La notizia che arriva da Londra stupisce. All'Olimpiade di Pechino andranno soltanto gli atleti britannici che si impegneranno per iscritto a non criticare in alcun modo la Cina, in particolare sul versante del carente rispetto dei diritti dell'uomo o dell' annessione del Tibet. Secondo quanto rivela il «Mail On Sunday», il comitato olimpico britannico ha inserito questa controversa clausola in un contratto di 32 pagine che gli atleti selezionati per l'Olimpiade del prossimo agosto a Pechino dovranno firmare.
PROTESTE - Si tratta, insomma di una «censura preventiva» che davvero sorprende. Percè se è vero che l'Occidente ha scelto di affrontare i temi dei diritti civili in Cina con mille cautele, finora non era arrivato a imporre un limite al diritto di parola individuale. La regola del Comitato olimpico inglese prevede che chi dopo aver sottoscritto l'impegno lo violerà, sarà reimpatriato ed escluso dai Giochi. La polemica è ovviamente arrivata subito. Le associazioni dei diritti umani come Amnesty International denunciano i risvolti «censori» del contratto e ne chiedono una revisione. Da parte sua la British Olympic Association (Boa) nega di essere mossa da intenti censori e sostiene che si è limitata a richiamare l'attenzione degli atleti sul divieto della «propaganda politica, religiosa o razziale», espressamente sancito dalla carta del comitato olimpico internazionale. Simon Clegg, direttore esecutivo di Boa, ha sostenuto che numerose associazioni politiche spingono affinché gli atleti usino le Olimpiadi di Pechino come «veicolo per pubblicizzare le loro cause» e «ciò è contrario all'interesse della squadra».
GLI AZZURRI - In ogni caso l'appuntamento cinese ha già messo altri comitati olimpici di fronte al dilemma: imporre il silenzio o lasciare tutti liberi di esprimersi?
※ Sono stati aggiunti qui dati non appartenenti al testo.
//! Port Interfaces
//!
//! Defines the interfaces (ports) for external systems following
//! the Hexagonal Architecture pattern. These are the contracts that
//! infrastructure adapters must implement.
//!
//! ## Driven Ports (Outbound)
//!
//! - `PriceSourcePort`: Interface for fetching a price snapshot from an
//!   upstream market-data source (the HTTP backend or the live-prices
//!   function)

mod price_source_port;

#[cfg(test)]
pub use price_source_port::MockPriceSourcePort;
pub use price_source_port::{FetchError, PriceSourcePort, SharedPriceSource};
//! Price Source Port (Driven Port)
//!
//! Interface for fetching the latest quotes for a symbol set.

use std::sync::Arc;

use async_trait::async_trait;

use crate::domain::pricing::{PriceSnapshot, SymbolSet};

/// Price source error.
///
/// `Clone` so one failed fetch can be handed to every caller that joined it.
#[derive(Debug, Clone, PartialEq, Eq, thiserror::Error)]
pub enum FetchError {
    /// The source did not answer in time.
    #[error("price source timed out after {after_ms}ms")]
    Timeout {
        /// Configured timeout in milliseconds.
        after_ms: u64,
    },

    /// The source answered with a non-success status.
    #[error("upstream returned {status}")]
    Upstream {
        /// HTTP status code.
        status: u16,
    },

    /// The request never produced a response.
    #[error("transport error: {message}")]
    Transport {
        /// Error details.
        message: String,
    },

    /// The response body was not a price snapshot.
    #[error("invalid price payload: {message}")]
    Decode {
        /// Error details.
        message: String,
    },

    /// The live-prices function reported an error.
    #[error("live prices function failed: {message}")]
    Function {
        /// Message reported by the function.
        message: String,
    },
}

impl FetchError {
    /// Whether another attempt may succeed.
    ///
    /// Client errors other than 408 and 429 are final.
    #[must_use]
    pub const fn is_retryable(&self) -> bool {
        match self {
            Self::Upstream { status } => {
                !matches!(*status, 400..=499) || *status == 408 || *status == 429
            }
            Self::Timeout { .. }
            | Self::Transport { .. }
            | Self::Decode { .. }
            | Self::Function { .. } => true,
        }
    }

    /// Short label for metrics and logs.
    #[must_use]
    pub const fn kind(&self) -> &'static str {
        match self {
            Self::Timeout { .. } => "timeout",
            Self::Upstream { .. } => "upstream",
            Self::Transport { .. } => "transport",
            Self::Decode { .. } => "decode",
            Self::Function { .. } => "function",
        }
    }
}

/// Port for fetching price snapshots.
#[cfg_attr(test, mockall::automock)]
#[async_trait]
pub trait PriceSourcePort: Send + Sync {
    /// Fetch the latest quotes for `symbols`.
    ///
    /// One call is one upstream request; retry policy belongs to the caller.
    async fn fetch_prices(&self, symbols: &SymbolSet) -> Result<PriceSnapshot, FetchError>;
}

/// Shared handle to a price source.
pub type SharedPriceSource = Arc<dyn PriceSourcePort>;
//! Gateway error taxonomy and its HTTP mapping.

use axum::Json;
use axum::extract::rejection::QueryRejection;
use axum::http::StatusCode;
use axum::response::{IntoResponse, Response};
use serde::Serialize;

use crate::application::ports::FetchError;
use crate::domain::pricing::SymbolError;
use crate::infrastructure::metrics::GatewayOutcome;

/// Every way a `GET /prices` request can fail.
#[derive(Debug, Clone, PartialEq, Eq, thiserror::Error)]
pub enum GatewayError {
    /// `symbols` missing or empty after parsing.
    #[error("symbols parameter required")]
    MissingParameter,

    /// A symbol failed validation.
    #[error("invalid symbol: {0}")]
    InvalidSymbol(String),

    /// The query string could not be decoded.
    #[error("invalid query: {0}")]
    InvalidQuery(String),

    /// The upstream did not answer before the timeout.
    #[error("backend timed out after {after_ms}ms")]
    BackendTimeout {
        /// Timeout that elapsed.
        after_ms: u64,
    },

    /// The upstream answered with a non-success status.
    #[error("upstream returned {status}")]
    UpstreamError {
        /// Upstream HTTP status, forwarded to the caller.
        status: u16,
    },

    /// Transport, decoding or other unexpected failure.
    #[error("{0}")]
    Unexpected(String),
}

#[derive(Serialize)]
struct ErrorBody {
    error: &'static str,
    #[serde(skip_serializing_if = "Option::is_none")]
    message: Option<String>,
}

impl GatewayError {
    /// HTTP status returned to the caller.
    #[must_use]
    pub fn status_code(&self) -> StatusCode {
        match self {
            Self::MissingParameter | Self::InvalidSymbol(_) | Self::InvalidQuery(_) => {
                StatusCode::BAD_REQUEST
            }
            Self::BackendTimeout { .. } => StatusCode::GATEWAY_TIMEOUT,
            Self::UpstreamError { status } => {
                StatusCode::from_u16(*status).unwrap_or(StatusCode::BAD_GATEWAY)
            }
            Self::Unexpected(_) => StatusCode::INTERNAL_SERVER_ERROR,
        }
    }

    /// Metrics label for this failure.
    #[must_use]
    pub const fn outcome(&self) -> GatewayOutcome {
        match self {
            Self::MissingParameter => GatewayOutcome::MissingParameter,
            Self::InvalidSymbol(_) => GatewayOutcome::InvalidSymbol,
            Self::InvalidQuery(_) => GatewayOutcome::InvalidQuery,
            Self::BackendTimeout { .. } => GatewayOutcome::Timeout,
            Self::UpstreamError { .. } => GatewayOutcome::UpstreamError,
            Self::Unexpected(_) => GatewayOutcome::Unexpected,
        }
    }

    /// Whether the failure points at the upstream rather than the caller.
    #[must_use]
    pub const fn is_upstream_failure(&self) -> bool {
        !matches!(
            self,
            Self::MissingParameter | Self::InvalidSymbol(_) | Self::InvalidQuery(_)
        )
    }

    fn body(&self) -> ErrorBody {
        match self {
            Self::MissingParameter => ErrorBody {
                error: "symbols parameter required",
                message: None,
            },
            Self::InvalidSymbol(_) => ErrorBody {
                error: "invalid symbol",
                message: Some(self.to_string()),
            },
            Self::InvalidQuery(message) => ErrorBody {
                error: "invalid query",
                message: Some(message.clone()),
            },
            Self::BackendTimeout { .. } | Self::UpstreamError { .. } => ErrorBody {
                error: "Backend error",
                message: Some(self.to_string()),
            },
            Self::Unexpected(message) => ErrorBody {
                error: "Failed to fetch prices",
                message: Some(message.clone()),
            },
        }
    }
}

impl From<SymbolError> for GatewayError {
    fn from(error: SymbolError) -> Self {
        match error {
            SymbolError::Empty => Self::MissingParameter,
            SymbolError::Invalid(symbol) => Self::InvalidSymbol(symbol),
        }
    }
}

impl From<QueryRejection> for GatewayError {
    fn from(rejection: QueryRejection) -> Self {
        Self::InvalidQuery(rejection.body_text())
    }
}

impl From<FetchError> for GatewayError {
    fn from(error: FetchError) -> Self {
        match error {
            FetchError::Timeout { after_ms } => Self::BackendTimeout { after_ms },
            FetchError::Upstream { status } => Self::UpstreamError { status },
            other @ (FetchError::Transport { .. }
            | FetchError::Decode { .. }
            | FetchError::Function { .. }) => Self::Unexpected(other.to_string()),
        }
    }
}

impl IntoResponse for GatewayError {
    fn into_response(self) -> Response {
        (self.status_code(), Json(self.body())).into_response()
    }
}

#[cfg(test)]
mod tests {
    use test_case::test_case;

    use super::*;

    #[test_case(GatewayError::MissingParameter, 400 ; "missing parameter")]
    #[test_case(GatewayError::InvalidSymbol("A B".into()), 400 ; "invalid symbol")]
    #[test_case(GatewayError::InvalidQuery("duplicate field".into()), 400 ; "invalid query")]
    #[test_case(GatewayError::BackendTimeout { after_ms: 8000 }, 504 ; "timeout")]
    #[test_case(GatewayError::UpstreamError { status: 503 }, 503 ; "forwarded 503")]
    #[test_case(GatewayError::UpstreamError { status: 404 }, 404 ; "forwarded 404")]
    #[test_case(GatewayError::UpstreamError { status: 1000 }, 502 ; "unrepresentable status")]
    #[test_case(GatewayError::Unexpected("boom".into()), 500 ; "unexpected")]
    fn status_codes(error: GatewayError, expected: u16) {
        assert_eq!(error.status_code().as_u16(), expected);
    }

    #[test]
    fn missing_parameter_body_has_only_error() {
        let body = serde_json::to_value(GatewayError::MissingParameter.body()).unwrap();
        assert_eq!(body, serde_json::json!({"error": "symbols parameter required"}));
    }

    #[test]
    fn upstream_body_is_generic() {
        let body =
            serde_json::to_value(GatewayError::UpstreamError { status: 502 }.body()).unwrap();
        assert_eq!(
            body,
            serde_json::json!({"error": "Backend error", "message": "upstream returned 502"})
        );
    }

    #[test]
    fn fetch_errors_map_onto_taxonomy() {
        assert_eq!(
            GatewayError::from(FetchError::Timeout { after_ms: 50 }),
            GatewayError::BackendTimeout { after_ms: 50 }
        );
        assert!(matches!(
            GatewayError::from(FetchError::Decode {
                message: "eof".into()
            }),
            GatewayError::Unexpected(_)
        ));
    }

    #[test]
    fn caller_errors_are_not_upstream_failures() {
        assert!(!GatewayError::MissingParameter.is_upstream_failure());
        assert!(!GatewayError::InvalidQuery("x".into()).is_upstream_failure());
        assert!(GatewayError::BackendTimeout { after_ms: 1 }.is_upstream_failure());
    }
}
La Gran Bretagna non è la prima a scegliere la via del silenzio: lo hanno già fatto Belgio e Nuova Zelanda, con clausole analoghe imposte agli atleti. Invece altri Paesi, tra i quali Stati Uniti, Australia e Canada, hanno deciso di non mettere limitazioni. E l'Italia? «Il Coni non tappa la bocca a nessuno» spiega il segretario generale (e capo missione a Pechino) del Coni, Raffaele Pagnozzi. «I nostri atleti mostreranno il rispetto che devono anche a Pechino - precisa Pagnozzi - così come è sempre avvenuto in tutti i Paesi. E naturalmente tutti saranno liberi». Secondo il capo delegazione degli azzurri, che è anche segretario dei comitati olimpici europei, l'iniziativa dei britannici rischia di «creare più che altro polemiche». Hanno scelto da soli questa strada, mentre sarebbe stato meglio «affrontare la questione in maniera condivisa per presentarsi uniti e con una idea comune». Insomma il Coni lascia liberi gli atleti. Ma ricorda che restano in vigore le norme del Cio riguardo a bandiere, scritte o altre manifestazioni non previste, anche se innocue. Un esempio? Nel 2004 ad Atene Aldo Montano ha rischiato di perdere l'oro nella sciabola per essersi presentato sul podio con la scritta 0586: era solo il prefisso di Livorno, la sua città, ma il comitato olimpico internazionale era pronto a squalificarlo.
http://www.corriere.it/sport/08_febb...ba99c667.shtml
------------------
Come tutti sapete le Olimpiadi si avvicinano e sono sorte polemiche sul rapporto sport-affari economici-diritti dell'uomo.
Ora, non sono nato ieri e non mi nascondo che è impossibile separare completamente la pratica sportiva dal lucro a carattere commerciale.
Gli sponsor guadagneranno milioni; la Cina potrà "esibirsi" ed ostentare il proprio "progresso".
Però a tutto c'è un limite: con grande sfacciataggine ed un certo dispregio della libertà di parola, si costringono gli atleti a firmare contratti che impongono il silenzio sulle ben note questioni che riguardano la Cina comunista.
Fortunatamente l'Italia si è sottratta da questa schifezza, e gli atleti, pur rispettando il paese ospitante, non dovranno rispettare contratti di quel tipo.
Rimane in ogni caso una certa ambiguità di fondo: magari qui da noi, così come in altri paesi, non si imporrà nulla agli atleti, ma neppure si agirà concretamente per mettere in luce il gravissimo deficit della Cina nel campo dei diritti umani e del rispetto dell'autonomia del Tibet.
E' una situazione per l'appunto ambigua, a mio parere un pò meschina ed ipocrita.